'''
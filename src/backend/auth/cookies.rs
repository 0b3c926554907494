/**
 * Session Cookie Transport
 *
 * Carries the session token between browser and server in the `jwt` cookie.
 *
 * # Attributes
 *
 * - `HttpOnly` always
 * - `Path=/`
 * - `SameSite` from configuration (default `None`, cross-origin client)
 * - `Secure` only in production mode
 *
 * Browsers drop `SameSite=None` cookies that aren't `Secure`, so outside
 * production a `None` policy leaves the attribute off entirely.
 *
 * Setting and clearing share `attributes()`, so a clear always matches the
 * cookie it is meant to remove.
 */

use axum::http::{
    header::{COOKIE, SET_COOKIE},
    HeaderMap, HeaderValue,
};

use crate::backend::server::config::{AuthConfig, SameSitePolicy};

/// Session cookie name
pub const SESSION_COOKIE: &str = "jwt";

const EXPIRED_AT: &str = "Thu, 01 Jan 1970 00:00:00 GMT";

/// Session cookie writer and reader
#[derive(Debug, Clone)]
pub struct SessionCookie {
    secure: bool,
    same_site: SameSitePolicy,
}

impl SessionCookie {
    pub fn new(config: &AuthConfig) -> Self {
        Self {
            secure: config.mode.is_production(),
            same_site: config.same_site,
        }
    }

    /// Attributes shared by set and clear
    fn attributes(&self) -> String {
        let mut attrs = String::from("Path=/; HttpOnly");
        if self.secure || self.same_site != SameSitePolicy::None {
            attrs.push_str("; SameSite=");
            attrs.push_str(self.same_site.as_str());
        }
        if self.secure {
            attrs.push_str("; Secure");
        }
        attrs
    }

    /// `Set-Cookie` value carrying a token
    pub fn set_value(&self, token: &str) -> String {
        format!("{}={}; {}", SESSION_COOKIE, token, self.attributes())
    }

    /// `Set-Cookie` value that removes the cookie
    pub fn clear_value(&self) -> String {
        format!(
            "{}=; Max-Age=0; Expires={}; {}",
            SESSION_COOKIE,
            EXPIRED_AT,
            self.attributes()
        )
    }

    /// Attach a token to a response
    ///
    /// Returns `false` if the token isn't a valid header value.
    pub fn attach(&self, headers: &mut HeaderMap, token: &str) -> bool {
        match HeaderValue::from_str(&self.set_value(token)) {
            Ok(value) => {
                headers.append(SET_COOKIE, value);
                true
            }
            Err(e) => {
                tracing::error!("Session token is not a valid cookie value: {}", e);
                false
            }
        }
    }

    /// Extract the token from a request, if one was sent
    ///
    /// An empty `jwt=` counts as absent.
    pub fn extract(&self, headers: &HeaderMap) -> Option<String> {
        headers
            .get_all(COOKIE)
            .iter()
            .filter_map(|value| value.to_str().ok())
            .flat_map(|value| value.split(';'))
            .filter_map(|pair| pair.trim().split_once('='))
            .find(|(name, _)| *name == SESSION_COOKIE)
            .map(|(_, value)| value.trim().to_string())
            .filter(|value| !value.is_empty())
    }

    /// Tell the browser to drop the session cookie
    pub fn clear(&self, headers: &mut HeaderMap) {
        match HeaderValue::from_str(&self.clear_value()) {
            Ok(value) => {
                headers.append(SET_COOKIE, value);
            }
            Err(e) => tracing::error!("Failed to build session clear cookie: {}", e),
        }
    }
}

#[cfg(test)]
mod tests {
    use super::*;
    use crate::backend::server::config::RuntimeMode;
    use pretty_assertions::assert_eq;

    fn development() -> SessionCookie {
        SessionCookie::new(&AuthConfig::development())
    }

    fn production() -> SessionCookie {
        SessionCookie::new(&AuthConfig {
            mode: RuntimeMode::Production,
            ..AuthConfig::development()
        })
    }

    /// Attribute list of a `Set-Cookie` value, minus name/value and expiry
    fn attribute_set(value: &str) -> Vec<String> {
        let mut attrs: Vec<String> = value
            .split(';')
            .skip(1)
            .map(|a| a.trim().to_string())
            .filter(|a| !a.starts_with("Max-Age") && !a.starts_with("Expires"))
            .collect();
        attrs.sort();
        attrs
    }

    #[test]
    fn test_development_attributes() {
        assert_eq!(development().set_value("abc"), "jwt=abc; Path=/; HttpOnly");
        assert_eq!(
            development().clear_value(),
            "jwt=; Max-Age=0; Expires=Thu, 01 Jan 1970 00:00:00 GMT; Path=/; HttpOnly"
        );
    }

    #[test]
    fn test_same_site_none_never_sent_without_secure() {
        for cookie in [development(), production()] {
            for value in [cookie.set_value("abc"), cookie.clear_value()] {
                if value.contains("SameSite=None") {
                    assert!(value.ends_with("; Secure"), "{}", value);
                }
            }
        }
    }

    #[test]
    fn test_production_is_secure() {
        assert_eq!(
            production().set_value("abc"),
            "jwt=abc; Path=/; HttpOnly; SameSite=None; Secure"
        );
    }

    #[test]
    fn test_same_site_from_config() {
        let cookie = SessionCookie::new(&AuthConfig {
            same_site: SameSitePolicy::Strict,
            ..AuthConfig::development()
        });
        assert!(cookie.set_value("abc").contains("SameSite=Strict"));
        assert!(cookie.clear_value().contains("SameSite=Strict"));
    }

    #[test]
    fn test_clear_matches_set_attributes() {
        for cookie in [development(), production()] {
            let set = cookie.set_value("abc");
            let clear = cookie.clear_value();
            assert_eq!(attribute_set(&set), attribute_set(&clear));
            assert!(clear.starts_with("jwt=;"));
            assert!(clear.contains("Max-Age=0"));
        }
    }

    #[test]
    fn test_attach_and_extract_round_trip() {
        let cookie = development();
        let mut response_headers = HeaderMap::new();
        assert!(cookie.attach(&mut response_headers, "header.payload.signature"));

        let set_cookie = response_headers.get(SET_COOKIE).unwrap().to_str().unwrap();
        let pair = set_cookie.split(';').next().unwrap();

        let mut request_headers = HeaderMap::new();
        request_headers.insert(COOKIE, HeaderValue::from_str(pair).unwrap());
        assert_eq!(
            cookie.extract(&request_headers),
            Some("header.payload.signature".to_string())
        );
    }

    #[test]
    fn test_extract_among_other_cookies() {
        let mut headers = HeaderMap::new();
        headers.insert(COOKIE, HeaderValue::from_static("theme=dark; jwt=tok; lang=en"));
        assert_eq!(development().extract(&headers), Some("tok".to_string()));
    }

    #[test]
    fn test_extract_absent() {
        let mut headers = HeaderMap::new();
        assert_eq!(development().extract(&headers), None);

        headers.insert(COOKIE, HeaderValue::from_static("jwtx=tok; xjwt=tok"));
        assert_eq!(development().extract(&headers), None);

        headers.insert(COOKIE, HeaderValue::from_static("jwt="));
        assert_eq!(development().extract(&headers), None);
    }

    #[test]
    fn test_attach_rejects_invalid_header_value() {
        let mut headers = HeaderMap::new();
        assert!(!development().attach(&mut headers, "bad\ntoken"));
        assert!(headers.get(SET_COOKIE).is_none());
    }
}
'''
'''
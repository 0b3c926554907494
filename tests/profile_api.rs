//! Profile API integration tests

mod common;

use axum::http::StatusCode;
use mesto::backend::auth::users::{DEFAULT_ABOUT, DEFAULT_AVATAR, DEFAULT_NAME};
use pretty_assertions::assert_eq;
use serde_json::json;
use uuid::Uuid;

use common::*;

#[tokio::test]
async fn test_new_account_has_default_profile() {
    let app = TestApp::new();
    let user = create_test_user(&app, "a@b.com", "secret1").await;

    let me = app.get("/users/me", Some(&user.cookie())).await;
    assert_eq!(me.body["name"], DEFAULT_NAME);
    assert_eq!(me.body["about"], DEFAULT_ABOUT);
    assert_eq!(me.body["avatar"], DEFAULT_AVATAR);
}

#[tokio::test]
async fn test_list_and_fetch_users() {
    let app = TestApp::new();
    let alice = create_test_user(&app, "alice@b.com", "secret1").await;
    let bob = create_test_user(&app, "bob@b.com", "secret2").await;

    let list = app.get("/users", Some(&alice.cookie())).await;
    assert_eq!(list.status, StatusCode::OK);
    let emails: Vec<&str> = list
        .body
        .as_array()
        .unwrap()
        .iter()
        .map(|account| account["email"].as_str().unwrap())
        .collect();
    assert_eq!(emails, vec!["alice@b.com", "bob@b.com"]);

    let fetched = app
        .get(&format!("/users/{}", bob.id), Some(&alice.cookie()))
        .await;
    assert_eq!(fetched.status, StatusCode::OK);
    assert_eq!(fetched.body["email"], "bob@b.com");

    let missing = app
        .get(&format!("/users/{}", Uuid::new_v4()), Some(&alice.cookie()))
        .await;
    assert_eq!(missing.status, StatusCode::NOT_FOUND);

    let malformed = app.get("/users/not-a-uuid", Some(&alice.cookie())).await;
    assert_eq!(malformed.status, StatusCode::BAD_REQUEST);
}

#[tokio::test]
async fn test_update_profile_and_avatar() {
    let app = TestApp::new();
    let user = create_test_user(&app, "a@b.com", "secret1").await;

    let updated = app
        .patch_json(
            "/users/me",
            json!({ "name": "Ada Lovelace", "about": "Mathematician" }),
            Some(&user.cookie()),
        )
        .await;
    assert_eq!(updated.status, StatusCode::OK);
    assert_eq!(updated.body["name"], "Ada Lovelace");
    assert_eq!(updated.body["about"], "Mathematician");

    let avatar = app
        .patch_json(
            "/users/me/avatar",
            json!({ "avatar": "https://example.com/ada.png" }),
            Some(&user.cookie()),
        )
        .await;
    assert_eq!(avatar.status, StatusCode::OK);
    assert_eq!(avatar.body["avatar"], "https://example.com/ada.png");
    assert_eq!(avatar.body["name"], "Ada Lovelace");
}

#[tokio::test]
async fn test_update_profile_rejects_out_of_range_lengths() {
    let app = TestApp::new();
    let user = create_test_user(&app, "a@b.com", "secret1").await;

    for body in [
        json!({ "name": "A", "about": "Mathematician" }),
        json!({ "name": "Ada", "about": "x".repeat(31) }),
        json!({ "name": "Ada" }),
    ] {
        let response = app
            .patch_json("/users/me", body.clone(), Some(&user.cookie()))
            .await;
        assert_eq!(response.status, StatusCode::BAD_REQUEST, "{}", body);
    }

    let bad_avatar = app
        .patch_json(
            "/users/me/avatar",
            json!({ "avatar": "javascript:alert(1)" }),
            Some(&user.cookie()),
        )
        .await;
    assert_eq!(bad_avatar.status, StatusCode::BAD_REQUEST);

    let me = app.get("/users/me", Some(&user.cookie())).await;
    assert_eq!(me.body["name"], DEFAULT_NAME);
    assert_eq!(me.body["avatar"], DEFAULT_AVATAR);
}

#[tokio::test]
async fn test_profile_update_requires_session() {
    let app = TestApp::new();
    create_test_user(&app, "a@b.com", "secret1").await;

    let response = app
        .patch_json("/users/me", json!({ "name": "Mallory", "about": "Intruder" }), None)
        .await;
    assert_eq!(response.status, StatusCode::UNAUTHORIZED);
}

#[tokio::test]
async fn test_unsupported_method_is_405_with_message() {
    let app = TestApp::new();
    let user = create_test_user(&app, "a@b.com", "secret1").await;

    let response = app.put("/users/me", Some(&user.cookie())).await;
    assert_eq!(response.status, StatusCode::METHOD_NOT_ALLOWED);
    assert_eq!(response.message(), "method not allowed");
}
'''
## ABOUT THIS EXERCISE:
With "missing" as the search word, count the matching lines in the records and give the number alone.

## EXPECTED OUTPUT:
2